Yang lainnya ikut tertawa. Dan hal itu mau tak mau membuat Namjoon menggerutu sebal.
"Aku serius. Aku mencintaimu. Jadilah pacarku."
Dan yang kali ini benar-benar berhasil membuat para staff editing diam tak berkutik. Bahkan atmosfer disana mendadak terasa canggung dan aneh.
"Apa ini semacam dare dan sebagainya?" Seokjin masih mencoba mencari kemungkinan ganjil dari perkataan Namjoon yang juga ganjil.
"Tidak, Hyung! Ini bukan dare atau semacamnya ini sungguhan, Hyung!"
Kepala Seokjin bertambah pening mendengar penuturan bocah dihadapannya. Benak serta batinnya mulai berkompromi menganalisis hal-hal apa saja yang mungkin telah terjadi pada makhluk dihadapannya. Tapi hasilnya nihil, dia masih tak mengerti.
"Oh, ku rasa kau terlalu stress karena comeback-mu. Mari bicarakan ini di luar. Sambil minum kopi. Agar stress mu sedikit berkurang. Oh, atau mungkin kita bisa minum coklat panas. Ayo kita keluar dari sini." Dengan segera keduanya keluar ruangan tersebut dan menuju coffe shop kantor mereka. Seokjin dengan segera menarik bocah lima belas yang hari ini benar-benar aneh itu.
"Nah, Dik Namjoon yang manis. Sekarang kau bisa menjelaskan segala sesuatunya padaku. Tak apa jika itu dare, kau bisa membisikannya di telingaku jika memang benar begitu. Aku akan membantumu kok."
Katanya dengan senyuman, tak lupa satu tangannya mengelus-elus surai platina milik bocah berumur lima belas yang sayangnya sudah setinggi dirinya. Anak-anak zaman sekarang benar-benar berlebihan asupan.
"Hyung, aku sudah besar. Dan aku tidak main-main dengan ucapanku. Aku serius. Aku jatuh cinta padamu dan ingin kau jadi pacarku." Well, Namjoon memang masih lima belas, tapi kenapa rasanya seperti Seokjin yang di gurui disini?
"Kau serius?" Ia memastikan, walau nada bicaranya 80 % mengandung nada tak percaya.
"Aku tidak pernah seserius ini, Kim Seokjin."
Terdengar begitu mengerikan. Dan tunggu dulu, "Dasar bocah tidak sopan! Aku ini lebih tua sepuluh tahun darimu. Panggil aku dengan sebutan yang benar!" Seiringan dengan itu sebuah koran melayang dikepala Namjoon.

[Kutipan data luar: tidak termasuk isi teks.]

//! Hex-encoded wire values.
//!
//! Quantities are `0x`-prefixed big-endian hex without leading zeros when we
//! produce them (`0x0` for zero). Addresses are exactly 40 hex digits, hashes
//! exactly 64, byte strings always even-length.

use alloy_primitives::{Address, Bytes, B256, U256};

use super::WireError;

/// A 256-bit quantity never needs more than 64 hex digits.
const MAX_QUANTITY_DIGITS: usize = 64;

fn strip_prefix<'a>(kind: &'static str, value: &'a str) -> Result<&'a str, WireError> {
    value
        .strip_prefix("0x")
        .or_else(|| value.strip_prefix("0X"))
        .ok_or_else(|| WireError::malformed(kind, value, "missing 0x prefix"))
}

fn check_hex_digits(kind: &'static str, value: &str, digits: &str) -> Result<(), WireError> {
    match digits.chars().find(|c| !c.is_ascii_hexdigit()) {
        Some(c) => Err(WireError::malformed(kind, value, format!("invalid hex digit {c:?}"))),
        None => Ok(()),
    }
}

/// Parse a 256-bit quantity.
pub fn parse_quantity(value: &str) -> Result<U256, WireError> {
    parse_quantity_bits(value, 256)
}

/// Parse a quantity that must fit in `bits` bits.
pub fn parse_quantity_bits(value: &str, bits: usize) -> Result<U256, WireError> {
    let digits = strip_prefix("quantity", value)?;
    if digits.is_empty() {
        return Err(WireError::malformed("quantity", value, "no hex digits"));
    }
    check_hex_digits("quantity", value, digits)?;

    let significant = digits.trim_start_matches('0');
    if significant.len() > MAX_QUANTITY_DIGITS {
        return Err(WireError::out_of_range("quantity", value, bits));
    }
    if significant.is_empty() {
        return Ok(U256::ZERO);
    }
    let parsed = U256::from_str_radix(significant, 16)
        .map_err(|e| WireError::malformed("quantity", value, e.to_string()))?;
    if bits < 256 && parsed.bit_len() > bits {
        return Err(WireError::out_of_range("quantity", value, bits));
    }
    Ok(parsed)
}

/// Parse a quantity into a `u64`.
pub fn parse_u64_quantity(value: &str) -> Result<u64, WireError> {
    let parsed = parse_quantity_bits(value, 64)?;
    Ok(parsed.to::<u64>())
}

/// Parse a 20-byte address, exactly 40 hex digits.
pub fn parse_address(value: &str) -> Result<Address, WireError> {
    let bytes = parse_fixed_bytes("address", value, 20)?;
    Ok(Address::from_slice(&bytes))
}

/// Parse a 32-byte hash, exactly 64 hex digits.
pub fn parse_bytes32(value: &str) -> Result<B256, WireError> {
    let bytes = parse_fixed_bytes("bytes32", value, 32)?;
    Ok(B256::from_slice(&bytes))
}

/// Parse a hex string that must decode to exactly `len` bytes.
pub fn parse_fixed_bytes(kind: &'static str, value: &str, len: usize) -> Result<Vec<u8>, WireError> {
    let digits = strip_prefix(kind, value)?;
    if digits.len() != len * 2 {
        return Err(WireError::malformed(
            kind,
            value,
            format!("expected {} hex digits, got {}", len * 2, digits.len()),
        ));
    }
    check_hex_digits(kind, value, digits)?;
    ::hex::decode(digits).map_err(|e| WireError::malformed(kind, value, e.to_string()))
}

/// Parse an arbitrary even-length byte string.
pub fn parse_data(value: &str) -> Result<Bytes, WireError> {
    let digits = strip_prefix("data", value)?;
    if digits.len() % 2 != 0 {
        return Err(WireError::malformed("data", value, "odd number of hex digits"));
    }
    check_hex_digits("data", value, digits)?;
    ::hex::decode(digits)
        .map(Bytes::from)
        .map_err(|e| WireError::malformed("data", value, e.to_string()))
}

/// Format a quantity without leading zeros.
pub fn format_quantity(value: U256) -> String {
    format!("0x{value:x}")
}

pub fn format_u64(value: u64) -> String {
    format!("{value:#x}")
}

pub fn format_data(bytes: &[u8]) -> String {
    format!("0x{}", ::hex::encode(bytes))
}

/// Serde adapter for `u64` fields carried as hex quantities.
pub mod serde_u64 {
    use serde::{Deserialize, Deserializer, Serializer};

    pub fn serialize<S: Serializer>(value: &u64, serializer: S) -> Result<S::Ok, S::Error> {
        serializer.serialize_str(&super::format_u64(*value))
    }

    pub fn deserialize<'de, D: Deserializer<'de>>(deserializer: D) -> Result<u64, D::Error> {
        let raw = String::deserialize(deserializer)?;
        super::parse_u64_quantity(&raw).map_err(serde::de::Error::custom)
    }
}

/// Serde adapter for optional `u64` quantities.
pub mod serde_opt_u64 {
    use serde::{Deserialize, Deserializer, Serializer};

    pub fn serialize<S: Serializer>(value: &Option<u64>, serializer: S) -> Result<S::Ok, S::Error> {
        match value {
            Some(v) => serializer.serialize_str(&super::format_u64(*v)),
            None => serializer.serialize_none(),
        }
    }

    pub fn deserialize<'de, D: Deserializer<'de>>(deserializer: D) -> Result<Option<u64>, D::Error> {
        let raw = Option::<String>::deserialize(deserializer)?;
        raw.map(|s| super::parse_u64_quantity(&s).map_err(serde::de::Error::custom))
            .transpose()
    }
}

/// Serde adapter for optional 256-bit quantities. Unlike the `U256` serde
/// impl this rejects decimal strings and JSON numbers.
pub mod serde_opt_u256 {
    use alloy_primitives::U256;
    use serde::{Deserialize, Deserializer, Serializer};

    pub fn serialize<S: Serializer>(value: &Option<U256>, serializer: S) -> Result<S::Ok, S::Error> {
        match value {
            Some(v) => serializer.serialize_str(&super::format_quantity(*v)),
            None => serializer.serialize_none(),
        }
    }

    pub fn deserialize<'de, D: Deserializer<'de>>(deserializer: D) -> Result<Option<U256>, D::Error> {
        let raw = Option::<String>::deserialize(deserializer)?;
        raw.map(|s| super::parse_quantity(&s).map_err(serde::de::Error::custom))
            .transpose()
    }
}

/// Serde adapter for optional addresses with an exact digit count.
pub mod serde_opt_address {
    use alloy_primitives::Address;
    use serde::{Deserialize, Deserializer, Serializer};

    pub fn serialize<S: Serializer>(value: &Option<Address>, serializer: S) -> Result<S::Ok, S::Error> {
        match value {
            Some(v) => serializer.serialize_str(&v.to_checksum(None)),
            None => serializer.serialize_none(),
        }
    }

    pub fn deserialize<'de, D: Deserializer<'de>>(deserializer: D) -> Result<Option<Address>, D::Error> {
        let raw = Option::<String>::deserialize(deserializer)?;
        raw.map(|s| super::parse_address(&s).map_err(serde::de::Error::custom))
            .transpose()
    }
}

/// Serde adapter for optional even-length byte strings.
pub mod serde_opt_data {
    use alloy_primitives::Bytes;
    use serde::{Deserialize, Deserializer, Serializer};

    pub fn serialize<S: Serializer>(value: &Option<Bytes>, serializer: S) -> Result<S::Ok, S::Error> {
        match value {
            Some(v) => serializer.serialize_str(&super::format_data(v)),
            None => serializer.serialize_none(),
        }
    }

    pub fn deserialize<'de, D: Deserializer<'de>>(deserializer: D) -> Result<Option<Bytes>, D::Error> {
        let raw = Option::<String>::deserialize(deserializer)?;
        raw.map(|s| super::parse_data(&s).map_err(serde::de::Error::custom))
            .transpose()
    }
}

#[cfg(test)]
mod tests {
    use super::*;

    #[test]
    fn test_strict_optional_adapters() {
        #[derive(serde::Deserialize)]
        struct Sample {
            #[serde(default, with = "serde_opt_u256")]
            value: Option<U256>,
            #[serde(default, with = "serde_opt_address")]
            to: Option<Address>,
        }
        let ok: Sample = serde_json::from_str(r#"{"value":"0x10"}"#).unwrap();
        assert_eq!(ok.value, Some(U256::from(16)));
        assert_eq!(ok.to, None);
        assert!(serde_json::from_str::<Sample>(r#"{"value":"16"}"#).is_err());
        assert!(serde_json::from_str::<Sample>(r#"{"value":16}"#).is_err());
        assert!(serde_json::from_str::<Sample>(r#"{"to":"0x1234"}"#).is_err());
    }

    #[test]
    fn test_quantity_zero_and_leading_zeros() {
        assert_eq!(parse_quantity("0x0").unwrap(), U256::ZERO);
        assert_eq!(parse_quantity("0x000a").unwrap(), U256::from(10));
        assert_eq!(format_quantity(U256::ZERO), "0x0");
        assert_eq!(format_quantity(U256::from(255)), "0xff");
        assert_eq!(format_u64(0x1234), "0x1234");
    }

    #[test]
    fn test_quantity_rejects_malformed() {
        assert!(matches!(
            parse_quantity("0x"),
            Err(WireError::MalformedWireValue { .. })
        ));
        assert!(matches!(
            parse_quantity("1234"),
            Err(WireError::MalformedWireValue { .. })
        ));
        assert!(matches!(
            parse_quantity("0xzz"),
            Err(WireError::MalformedWireValue { .. })
        ));
    }

    #[test]
    fn test_quantity_bit_width() {
        assert_eq!(parse_quantity_bits("0xff", 8).unwrap(), U256::from(255));
        assert!(matches!(
            parse_quantity_bits("0x100", 8),
            Err(WireError::OutOfRange { bits: 8, .. })
        ));
        let too_wide = format!("0x1{}", "0".repeat(64));
        assert!(matches!(
            parse_quantity(&too_wide),
            Err(WireError::OutOfRange { .. })
        ));
        assert_eq!(parse_u64_quantity("0xffffffffffffffff").unwrap(), u64::MAX);
        assert!(parse_u64_quantity("0x10000000000000000").is_err());
    }

    #[test]
    fn test_address_requires_exactly_40_digits() {
        let ok = parse_address("0x7e5f4552091a69125d5dfcb7b8c2659029395bdf").unwrap();
        assert_eq!(
            ok,
            "0x7E5F4552091A69125d5DfCb7b8C2659029395Bdf".parse::<Address>().unwrap()
        );
        assert!(matches!(
            parse_address("0x7e5f4552091a69125d5dfcb7b8c2659029395b"),
            Err(WireError::MalformedWireValue { kind: "address", .. })
        ));
        assert!(parse_address("0x7e5f4552091a69125d5dfcb7b8c2659029395bdf00").is_err());
    }

    #[test]
    fn test_bytes32_and_data() {
        let hash = format!("0x{}", "ab".repeat(32));
        assert_eq!(parse_bytes32(&hash).unwrap(), B256::repeat_byte(0xab));
        assert!(parse_bytes32("0xabab").is_err());

        assert_eq!(parse_data("0x").unwrap(), Bytes::new());
        assert_eq!(parse_data("0xdeadbeef").unwrap().to_vec(), vec![0xde, 0xad, 0xbe, 0xef]);
        assert!(parse_data("0xabc").is_err());
        assert_eq!(format_data(&[0xde, 0xad]), "0xdead");
    }
}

"Aw. Ya! Ini sakit hyung. Tapi aku benar-benar tidak bohong soal yang tadi. AKU BENAR-BENAR MENCINTAIMU!" Ups, sepertinya Namjoon terlalu lantang. Seisi coffe shop bahkan berhenti berbincang dan memandang ke arah mereka dengan tatapan kaget.
"Aduh, maaf ya dia sedang latihan akting." Katanya mencoba menutupi.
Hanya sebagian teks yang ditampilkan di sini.